Find every line below with the string "defaults" and pick it out.

+++ Dataset excerpts

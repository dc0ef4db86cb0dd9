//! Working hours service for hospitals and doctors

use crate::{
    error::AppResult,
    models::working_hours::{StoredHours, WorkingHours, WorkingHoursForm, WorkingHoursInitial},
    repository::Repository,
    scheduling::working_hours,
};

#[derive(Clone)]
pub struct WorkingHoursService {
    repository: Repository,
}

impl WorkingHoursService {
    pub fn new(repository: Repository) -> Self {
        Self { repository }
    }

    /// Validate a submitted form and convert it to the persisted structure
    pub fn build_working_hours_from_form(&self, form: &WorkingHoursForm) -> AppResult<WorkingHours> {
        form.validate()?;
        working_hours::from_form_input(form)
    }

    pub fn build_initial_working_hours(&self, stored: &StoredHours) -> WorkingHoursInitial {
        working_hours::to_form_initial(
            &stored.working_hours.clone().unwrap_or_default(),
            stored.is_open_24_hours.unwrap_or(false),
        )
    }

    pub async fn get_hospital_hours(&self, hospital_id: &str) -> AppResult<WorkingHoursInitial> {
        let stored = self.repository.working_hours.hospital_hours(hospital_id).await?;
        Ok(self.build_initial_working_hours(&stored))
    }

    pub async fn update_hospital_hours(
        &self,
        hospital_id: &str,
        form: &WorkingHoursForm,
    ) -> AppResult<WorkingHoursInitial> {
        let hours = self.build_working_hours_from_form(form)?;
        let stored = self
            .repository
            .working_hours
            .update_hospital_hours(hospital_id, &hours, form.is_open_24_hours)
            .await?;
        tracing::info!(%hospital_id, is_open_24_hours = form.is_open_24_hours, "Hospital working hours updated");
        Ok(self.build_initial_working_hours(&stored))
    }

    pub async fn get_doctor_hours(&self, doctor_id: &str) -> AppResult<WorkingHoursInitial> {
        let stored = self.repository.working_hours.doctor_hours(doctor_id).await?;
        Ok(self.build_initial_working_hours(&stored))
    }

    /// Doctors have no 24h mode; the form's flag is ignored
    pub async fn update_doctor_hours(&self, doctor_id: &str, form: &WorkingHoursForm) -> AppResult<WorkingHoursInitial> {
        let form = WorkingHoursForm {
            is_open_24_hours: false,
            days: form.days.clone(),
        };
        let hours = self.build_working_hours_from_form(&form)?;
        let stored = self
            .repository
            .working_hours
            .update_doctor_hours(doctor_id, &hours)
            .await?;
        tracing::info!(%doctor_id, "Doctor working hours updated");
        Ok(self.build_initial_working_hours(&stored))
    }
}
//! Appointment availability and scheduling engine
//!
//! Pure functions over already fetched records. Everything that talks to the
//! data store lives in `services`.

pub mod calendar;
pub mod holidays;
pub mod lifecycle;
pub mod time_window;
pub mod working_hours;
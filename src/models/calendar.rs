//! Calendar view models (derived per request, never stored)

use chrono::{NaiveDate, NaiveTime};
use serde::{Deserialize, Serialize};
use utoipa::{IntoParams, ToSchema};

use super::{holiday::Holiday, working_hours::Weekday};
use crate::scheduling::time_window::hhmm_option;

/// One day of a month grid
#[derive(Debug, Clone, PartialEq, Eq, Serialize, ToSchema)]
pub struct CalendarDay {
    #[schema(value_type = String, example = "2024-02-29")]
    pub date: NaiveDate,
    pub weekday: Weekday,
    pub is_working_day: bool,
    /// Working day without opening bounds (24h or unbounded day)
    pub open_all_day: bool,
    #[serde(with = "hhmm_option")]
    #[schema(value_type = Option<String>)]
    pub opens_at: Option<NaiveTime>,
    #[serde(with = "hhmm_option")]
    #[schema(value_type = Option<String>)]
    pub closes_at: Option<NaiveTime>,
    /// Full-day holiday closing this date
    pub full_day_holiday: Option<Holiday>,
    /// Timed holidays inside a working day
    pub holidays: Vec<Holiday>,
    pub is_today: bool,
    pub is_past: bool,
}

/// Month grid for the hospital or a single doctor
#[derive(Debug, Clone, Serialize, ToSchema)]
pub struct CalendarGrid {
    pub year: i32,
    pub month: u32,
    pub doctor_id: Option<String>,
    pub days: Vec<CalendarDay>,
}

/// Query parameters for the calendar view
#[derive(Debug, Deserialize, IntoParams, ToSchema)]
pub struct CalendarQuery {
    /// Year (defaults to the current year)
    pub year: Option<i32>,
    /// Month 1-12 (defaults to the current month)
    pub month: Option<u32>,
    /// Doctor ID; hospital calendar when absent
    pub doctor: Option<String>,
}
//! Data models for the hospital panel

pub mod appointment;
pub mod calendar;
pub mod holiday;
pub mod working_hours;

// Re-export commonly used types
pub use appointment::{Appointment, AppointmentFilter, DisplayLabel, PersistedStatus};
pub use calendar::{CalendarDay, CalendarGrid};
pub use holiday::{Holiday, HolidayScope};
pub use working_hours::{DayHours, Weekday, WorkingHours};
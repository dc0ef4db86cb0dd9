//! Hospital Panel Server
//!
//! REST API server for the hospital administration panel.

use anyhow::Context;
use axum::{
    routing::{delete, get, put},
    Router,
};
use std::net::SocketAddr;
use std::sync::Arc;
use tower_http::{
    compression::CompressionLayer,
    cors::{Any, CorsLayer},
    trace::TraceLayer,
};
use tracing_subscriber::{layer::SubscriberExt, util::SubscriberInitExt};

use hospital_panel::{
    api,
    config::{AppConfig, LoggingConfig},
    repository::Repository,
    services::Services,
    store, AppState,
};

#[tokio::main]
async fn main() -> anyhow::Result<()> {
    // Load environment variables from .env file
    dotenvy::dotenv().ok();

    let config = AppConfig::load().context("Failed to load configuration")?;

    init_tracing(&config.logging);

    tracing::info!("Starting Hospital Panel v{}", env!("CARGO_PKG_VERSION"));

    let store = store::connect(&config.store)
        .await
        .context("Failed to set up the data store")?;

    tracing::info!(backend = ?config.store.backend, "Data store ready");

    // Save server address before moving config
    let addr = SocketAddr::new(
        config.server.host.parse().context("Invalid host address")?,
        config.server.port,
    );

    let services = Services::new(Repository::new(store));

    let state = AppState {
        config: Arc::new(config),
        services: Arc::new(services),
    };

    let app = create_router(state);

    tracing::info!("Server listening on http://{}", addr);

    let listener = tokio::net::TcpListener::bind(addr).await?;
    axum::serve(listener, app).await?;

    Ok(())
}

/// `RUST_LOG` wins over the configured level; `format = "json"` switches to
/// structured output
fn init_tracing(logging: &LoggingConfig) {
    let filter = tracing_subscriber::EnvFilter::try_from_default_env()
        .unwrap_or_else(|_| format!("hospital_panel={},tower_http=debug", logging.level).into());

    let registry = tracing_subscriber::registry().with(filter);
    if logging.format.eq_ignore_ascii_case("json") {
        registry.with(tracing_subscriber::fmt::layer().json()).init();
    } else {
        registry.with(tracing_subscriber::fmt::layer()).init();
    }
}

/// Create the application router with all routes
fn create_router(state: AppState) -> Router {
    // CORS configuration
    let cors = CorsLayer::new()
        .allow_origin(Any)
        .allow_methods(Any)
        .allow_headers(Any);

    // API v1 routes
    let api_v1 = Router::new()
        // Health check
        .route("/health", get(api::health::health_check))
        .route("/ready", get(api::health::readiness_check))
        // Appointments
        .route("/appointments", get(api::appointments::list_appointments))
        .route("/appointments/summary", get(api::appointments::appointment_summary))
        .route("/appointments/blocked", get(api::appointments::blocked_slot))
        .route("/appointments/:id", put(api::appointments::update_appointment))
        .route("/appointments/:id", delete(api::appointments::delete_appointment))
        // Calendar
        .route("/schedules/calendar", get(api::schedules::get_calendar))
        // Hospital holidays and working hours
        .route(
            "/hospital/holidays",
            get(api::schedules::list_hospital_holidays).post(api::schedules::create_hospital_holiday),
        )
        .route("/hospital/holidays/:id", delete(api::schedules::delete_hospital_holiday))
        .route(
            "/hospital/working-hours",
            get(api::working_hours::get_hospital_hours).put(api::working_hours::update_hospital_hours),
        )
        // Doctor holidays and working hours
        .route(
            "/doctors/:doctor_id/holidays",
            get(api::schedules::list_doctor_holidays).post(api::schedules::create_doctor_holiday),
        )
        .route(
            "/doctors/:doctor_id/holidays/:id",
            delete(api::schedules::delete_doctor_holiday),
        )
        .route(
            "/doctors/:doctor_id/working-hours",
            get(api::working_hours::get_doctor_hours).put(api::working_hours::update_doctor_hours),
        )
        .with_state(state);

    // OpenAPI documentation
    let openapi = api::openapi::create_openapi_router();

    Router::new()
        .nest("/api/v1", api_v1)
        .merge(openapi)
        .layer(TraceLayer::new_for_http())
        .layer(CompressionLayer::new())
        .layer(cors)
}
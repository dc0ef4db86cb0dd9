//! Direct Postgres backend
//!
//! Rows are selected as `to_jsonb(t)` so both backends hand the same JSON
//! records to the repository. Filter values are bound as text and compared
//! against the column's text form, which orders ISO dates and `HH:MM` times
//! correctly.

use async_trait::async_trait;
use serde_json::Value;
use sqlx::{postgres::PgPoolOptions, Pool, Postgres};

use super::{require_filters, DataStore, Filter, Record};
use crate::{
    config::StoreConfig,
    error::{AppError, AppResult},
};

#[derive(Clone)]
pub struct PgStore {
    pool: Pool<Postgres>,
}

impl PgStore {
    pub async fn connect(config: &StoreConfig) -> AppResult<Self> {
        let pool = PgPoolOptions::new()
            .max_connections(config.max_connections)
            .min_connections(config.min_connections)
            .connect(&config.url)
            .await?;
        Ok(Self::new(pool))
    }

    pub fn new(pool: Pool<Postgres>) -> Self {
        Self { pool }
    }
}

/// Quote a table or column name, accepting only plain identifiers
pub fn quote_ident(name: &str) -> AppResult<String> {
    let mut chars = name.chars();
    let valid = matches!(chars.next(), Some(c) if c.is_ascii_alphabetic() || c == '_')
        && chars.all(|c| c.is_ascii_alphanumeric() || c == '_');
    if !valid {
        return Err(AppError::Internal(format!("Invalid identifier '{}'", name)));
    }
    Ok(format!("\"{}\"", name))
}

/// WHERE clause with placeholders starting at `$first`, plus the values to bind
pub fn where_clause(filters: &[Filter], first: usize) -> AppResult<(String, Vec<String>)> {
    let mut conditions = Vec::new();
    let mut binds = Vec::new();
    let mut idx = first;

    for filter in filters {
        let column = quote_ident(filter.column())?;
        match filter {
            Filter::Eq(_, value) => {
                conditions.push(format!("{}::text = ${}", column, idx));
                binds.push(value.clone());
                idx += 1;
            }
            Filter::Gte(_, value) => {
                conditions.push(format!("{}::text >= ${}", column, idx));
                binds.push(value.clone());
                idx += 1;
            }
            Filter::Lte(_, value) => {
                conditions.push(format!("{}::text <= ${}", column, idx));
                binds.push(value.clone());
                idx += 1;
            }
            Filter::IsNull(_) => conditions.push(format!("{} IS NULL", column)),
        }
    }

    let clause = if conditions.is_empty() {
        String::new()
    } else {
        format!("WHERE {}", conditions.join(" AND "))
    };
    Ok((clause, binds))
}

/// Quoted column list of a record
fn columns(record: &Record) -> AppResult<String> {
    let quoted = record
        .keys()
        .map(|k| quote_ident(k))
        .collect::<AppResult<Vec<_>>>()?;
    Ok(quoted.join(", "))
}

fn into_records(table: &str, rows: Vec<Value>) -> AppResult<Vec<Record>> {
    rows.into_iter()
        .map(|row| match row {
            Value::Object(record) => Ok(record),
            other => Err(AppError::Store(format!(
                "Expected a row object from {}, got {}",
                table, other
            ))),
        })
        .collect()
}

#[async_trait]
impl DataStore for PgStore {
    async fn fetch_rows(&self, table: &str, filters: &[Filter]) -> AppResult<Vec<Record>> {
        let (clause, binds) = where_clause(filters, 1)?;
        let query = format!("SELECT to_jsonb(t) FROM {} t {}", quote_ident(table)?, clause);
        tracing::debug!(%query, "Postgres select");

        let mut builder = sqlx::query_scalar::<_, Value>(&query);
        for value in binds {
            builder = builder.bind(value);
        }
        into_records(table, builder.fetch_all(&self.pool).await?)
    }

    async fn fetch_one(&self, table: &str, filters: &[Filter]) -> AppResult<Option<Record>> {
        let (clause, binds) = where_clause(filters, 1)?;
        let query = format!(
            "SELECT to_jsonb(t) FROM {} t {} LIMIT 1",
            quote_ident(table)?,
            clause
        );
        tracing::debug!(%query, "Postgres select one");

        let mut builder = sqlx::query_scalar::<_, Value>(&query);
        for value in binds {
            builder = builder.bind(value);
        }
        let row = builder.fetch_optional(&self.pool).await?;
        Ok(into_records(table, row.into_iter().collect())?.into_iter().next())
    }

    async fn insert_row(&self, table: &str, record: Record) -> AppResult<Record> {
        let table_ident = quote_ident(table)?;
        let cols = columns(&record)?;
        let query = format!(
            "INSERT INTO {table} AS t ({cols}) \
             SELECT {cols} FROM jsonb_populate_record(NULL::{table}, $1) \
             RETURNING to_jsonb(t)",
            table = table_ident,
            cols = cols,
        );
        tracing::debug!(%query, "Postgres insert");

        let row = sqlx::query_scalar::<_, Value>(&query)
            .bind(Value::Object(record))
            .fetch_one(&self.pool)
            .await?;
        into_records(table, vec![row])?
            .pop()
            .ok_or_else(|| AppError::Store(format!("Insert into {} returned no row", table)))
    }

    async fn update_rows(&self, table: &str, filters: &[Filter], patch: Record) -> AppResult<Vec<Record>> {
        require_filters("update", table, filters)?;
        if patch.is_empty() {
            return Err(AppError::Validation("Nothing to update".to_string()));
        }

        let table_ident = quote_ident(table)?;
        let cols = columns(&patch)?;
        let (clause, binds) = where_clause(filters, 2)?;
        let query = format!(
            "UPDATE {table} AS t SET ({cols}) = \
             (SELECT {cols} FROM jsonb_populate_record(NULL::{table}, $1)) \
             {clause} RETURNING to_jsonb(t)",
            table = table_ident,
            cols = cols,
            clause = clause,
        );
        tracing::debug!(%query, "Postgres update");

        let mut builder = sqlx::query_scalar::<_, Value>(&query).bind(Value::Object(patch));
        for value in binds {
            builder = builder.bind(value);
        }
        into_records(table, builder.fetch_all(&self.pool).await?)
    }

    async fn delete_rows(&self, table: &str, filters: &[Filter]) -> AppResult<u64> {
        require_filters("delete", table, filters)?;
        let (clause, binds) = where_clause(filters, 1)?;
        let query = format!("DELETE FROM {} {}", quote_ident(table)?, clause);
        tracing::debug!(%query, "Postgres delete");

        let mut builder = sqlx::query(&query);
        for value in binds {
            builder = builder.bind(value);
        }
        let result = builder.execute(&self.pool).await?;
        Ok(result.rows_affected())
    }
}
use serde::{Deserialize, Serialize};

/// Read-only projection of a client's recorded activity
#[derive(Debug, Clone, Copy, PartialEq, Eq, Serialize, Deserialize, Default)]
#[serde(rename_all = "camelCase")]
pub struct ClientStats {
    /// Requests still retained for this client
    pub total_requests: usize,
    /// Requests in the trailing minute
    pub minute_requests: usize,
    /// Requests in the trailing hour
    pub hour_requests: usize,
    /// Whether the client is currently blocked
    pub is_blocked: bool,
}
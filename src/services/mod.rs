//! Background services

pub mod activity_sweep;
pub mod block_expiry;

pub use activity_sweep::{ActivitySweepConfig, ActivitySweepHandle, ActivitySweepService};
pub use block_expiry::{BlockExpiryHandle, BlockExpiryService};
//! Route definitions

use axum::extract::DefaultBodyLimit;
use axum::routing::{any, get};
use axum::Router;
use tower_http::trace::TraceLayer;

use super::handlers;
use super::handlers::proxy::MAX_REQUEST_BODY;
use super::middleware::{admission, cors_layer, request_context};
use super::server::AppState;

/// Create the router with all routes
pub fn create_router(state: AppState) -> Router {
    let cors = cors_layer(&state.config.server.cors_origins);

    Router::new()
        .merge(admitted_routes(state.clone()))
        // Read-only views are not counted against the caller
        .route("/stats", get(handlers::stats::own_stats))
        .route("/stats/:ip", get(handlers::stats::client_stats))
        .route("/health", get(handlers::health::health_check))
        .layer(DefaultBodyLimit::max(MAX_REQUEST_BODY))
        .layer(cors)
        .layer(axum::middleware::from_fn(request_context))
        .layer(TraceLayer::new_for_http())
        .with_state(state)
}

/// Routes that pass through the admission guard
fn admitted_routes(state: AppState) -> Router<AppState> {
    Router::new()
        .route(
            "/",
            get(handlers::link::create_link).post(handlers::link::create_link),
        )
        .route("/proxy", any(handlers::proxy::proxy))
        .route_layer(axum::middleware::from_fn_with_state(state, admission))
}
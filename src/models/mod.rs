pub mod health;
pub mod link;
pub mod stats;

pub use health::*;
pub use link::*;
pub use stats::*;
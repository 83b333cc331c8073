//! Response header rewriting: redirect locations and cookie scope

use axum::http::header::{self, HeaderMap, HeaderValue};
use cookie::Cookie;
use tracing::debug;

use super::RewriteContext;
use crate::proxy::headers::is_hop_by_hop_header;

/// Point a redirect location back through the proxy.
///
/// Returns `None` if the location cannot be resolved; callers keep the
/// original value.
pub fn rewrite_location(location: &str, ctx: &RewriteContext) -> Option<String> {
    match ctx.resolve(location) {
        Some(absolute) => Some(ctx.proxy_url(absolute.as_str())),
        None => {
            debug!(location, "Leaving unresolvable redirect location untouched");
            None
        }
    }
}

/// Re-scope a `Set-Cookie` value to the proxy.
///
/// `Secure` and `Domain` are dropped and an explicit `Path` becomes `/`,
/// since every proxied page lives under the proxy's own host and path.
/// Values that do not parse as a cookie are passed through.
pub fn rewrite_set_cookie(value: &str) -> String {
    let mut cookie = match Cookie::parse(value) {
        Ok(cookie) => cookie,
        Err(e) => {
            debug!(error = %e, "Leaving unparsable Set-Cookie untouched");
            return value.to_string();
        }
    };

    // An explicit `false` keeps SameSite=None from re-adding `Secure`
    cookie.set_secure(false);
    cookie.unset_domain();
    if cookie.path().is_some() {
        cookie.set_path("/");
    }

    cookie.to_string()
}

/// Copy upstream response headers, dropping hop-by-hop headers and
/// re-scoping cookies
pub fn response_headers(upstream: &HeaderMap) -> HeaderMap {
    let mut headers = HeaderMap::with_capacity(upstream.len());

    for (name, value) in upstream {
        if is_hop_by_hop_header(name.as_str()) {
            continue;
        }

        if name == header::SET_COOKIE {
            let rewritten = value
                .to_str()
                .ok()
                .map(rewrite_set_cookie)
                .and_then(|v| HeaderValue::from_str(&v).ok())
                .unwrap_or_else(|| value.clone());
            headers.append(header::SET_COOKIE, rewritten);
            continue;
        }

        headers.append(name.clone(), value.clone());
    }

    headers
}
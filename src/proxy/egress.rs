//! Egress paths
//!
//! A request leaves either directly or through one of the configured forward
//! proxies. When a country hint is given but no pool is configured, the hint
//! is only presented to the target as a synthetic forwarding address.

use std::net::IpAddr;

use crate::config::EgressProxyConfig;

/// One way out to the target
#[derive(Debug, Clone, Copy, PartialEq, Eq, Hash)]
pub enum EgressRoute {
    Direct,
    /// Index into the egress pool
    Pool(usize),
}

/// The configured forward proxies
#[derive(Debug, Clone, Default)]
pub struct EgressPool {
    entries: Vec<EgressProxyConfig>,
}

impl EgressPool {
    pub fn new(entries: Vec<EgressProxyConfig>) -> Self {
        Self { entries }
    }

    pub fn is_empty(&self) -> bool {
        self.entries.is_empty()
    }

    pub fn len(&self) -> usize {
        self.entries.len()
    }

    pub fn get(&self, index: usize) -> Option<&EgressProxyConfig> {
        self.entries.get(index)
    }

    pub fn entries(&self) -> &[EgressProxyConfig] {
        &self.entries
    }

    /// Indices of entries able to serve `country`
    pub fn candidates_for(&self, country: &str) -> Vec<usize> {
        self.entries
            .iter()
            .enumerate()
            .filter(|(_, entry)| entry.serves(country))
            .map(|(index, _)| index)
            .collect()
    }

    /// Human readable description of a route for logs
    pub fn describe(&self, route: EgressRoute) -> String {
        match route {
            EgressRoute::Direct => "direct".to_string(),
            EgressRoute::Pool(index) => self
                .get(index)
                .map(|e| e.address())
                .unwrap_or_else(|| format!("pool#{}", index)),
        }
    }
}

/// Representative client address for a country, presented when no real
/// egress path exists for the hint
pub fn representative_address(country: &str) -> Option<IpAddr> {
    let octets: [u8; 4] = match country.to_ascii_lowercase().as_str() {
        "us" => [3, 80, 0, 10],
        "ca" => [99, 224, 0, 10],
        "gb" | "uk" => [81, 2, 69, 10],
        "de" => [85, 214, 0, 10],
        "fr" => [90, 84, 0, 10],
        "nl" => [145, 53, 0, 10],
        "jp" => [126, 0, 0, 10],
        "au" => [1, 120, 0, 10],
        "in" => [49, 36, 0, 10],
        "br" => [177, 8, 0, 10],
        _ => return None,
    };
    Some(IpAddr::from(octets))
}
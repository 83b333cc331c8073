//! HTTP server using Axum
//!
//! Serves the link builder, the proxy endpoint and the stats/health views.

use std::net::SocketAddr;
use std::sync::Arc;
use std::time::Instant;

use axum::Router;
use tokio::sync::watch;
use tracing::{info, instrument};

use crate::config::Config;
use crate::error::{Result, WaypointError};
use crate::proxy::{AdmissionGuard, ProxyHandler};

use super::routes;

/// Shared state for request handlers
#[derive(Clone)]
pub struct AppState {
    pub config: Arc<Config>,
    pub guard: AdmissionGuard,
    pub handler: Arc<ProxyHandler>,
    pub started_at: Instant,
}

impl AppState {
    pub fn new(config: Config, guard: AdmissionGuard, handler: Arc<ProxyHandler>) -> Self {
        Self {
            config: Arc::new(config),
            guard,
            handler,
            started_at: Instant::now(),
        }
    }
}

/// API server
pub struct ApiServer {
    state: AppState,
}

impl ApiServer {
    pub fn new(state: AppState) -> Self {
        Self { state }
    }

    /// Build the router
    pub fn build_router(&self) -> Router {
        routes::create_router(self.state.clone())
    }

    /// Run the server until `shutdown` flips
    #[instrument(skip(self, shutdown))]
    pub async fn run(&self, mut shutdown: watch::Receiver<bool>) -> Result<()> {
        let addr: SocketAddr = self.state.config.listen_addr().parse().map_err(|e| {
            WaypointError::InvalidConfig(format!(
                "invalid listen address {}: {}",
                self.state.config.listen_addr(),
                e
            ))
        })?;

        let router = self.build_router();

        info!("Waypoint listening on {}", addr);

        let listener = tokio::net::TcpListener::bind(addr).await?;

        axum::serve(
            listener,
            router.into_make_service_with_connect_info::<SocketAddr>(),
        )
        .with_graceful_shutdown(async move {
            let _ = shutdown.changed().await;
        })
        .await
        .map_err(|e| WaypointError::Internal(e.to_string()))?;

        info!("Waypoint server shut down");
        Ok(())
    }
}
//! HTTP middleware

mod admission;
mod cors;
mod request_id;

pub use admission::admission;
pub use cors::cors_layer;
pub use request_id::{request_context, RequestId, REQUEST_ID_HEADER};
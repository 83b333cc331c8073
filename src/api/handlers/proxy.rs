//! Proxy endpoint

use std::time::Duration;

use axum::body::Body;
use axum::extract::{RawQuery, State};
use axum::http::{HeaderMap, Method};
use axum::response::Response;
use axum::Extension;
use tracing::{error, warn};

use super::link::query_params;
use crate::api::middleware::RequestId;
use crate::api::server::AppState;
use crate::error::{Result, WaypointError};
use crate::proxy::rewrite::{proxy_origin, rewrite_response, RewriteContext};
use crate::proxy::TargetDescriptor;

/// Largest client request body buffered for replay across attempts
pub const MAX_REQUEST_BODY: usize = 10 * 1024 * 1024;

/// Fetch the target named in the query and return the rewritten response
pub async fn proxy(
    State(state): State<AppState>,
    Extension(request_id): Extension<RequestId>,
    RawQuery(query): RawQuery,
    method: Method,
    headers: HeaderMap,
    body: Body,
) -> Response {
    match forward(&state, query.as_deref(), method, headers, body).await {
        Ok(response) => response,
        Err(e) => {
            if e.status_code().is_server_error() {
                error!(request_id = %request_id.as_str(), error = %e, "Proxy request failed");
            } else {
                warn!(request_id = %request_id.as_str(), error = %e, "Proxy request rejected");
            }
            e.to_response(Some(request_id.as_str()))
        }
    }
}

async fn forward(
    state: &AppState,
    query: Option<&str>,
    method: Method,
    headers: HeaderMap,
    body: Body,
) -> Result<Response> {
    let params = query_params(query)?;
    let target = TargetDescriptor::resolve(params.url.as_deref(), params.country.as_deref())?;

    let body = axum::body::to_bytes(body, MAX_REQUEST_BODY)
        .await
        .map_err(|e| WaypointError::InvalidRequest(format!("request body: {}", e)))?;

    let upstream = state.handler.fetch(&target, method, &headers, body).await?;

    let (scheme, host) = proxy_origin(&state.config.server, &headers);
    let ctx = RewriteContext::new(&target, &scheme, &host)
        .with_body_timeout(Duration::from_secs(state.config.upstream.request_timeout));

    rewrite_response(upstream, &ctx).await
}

++++++

* [Answer section]
    /// Year (defaults to the current year)
    /// Month 1-12 (defaults to the current month)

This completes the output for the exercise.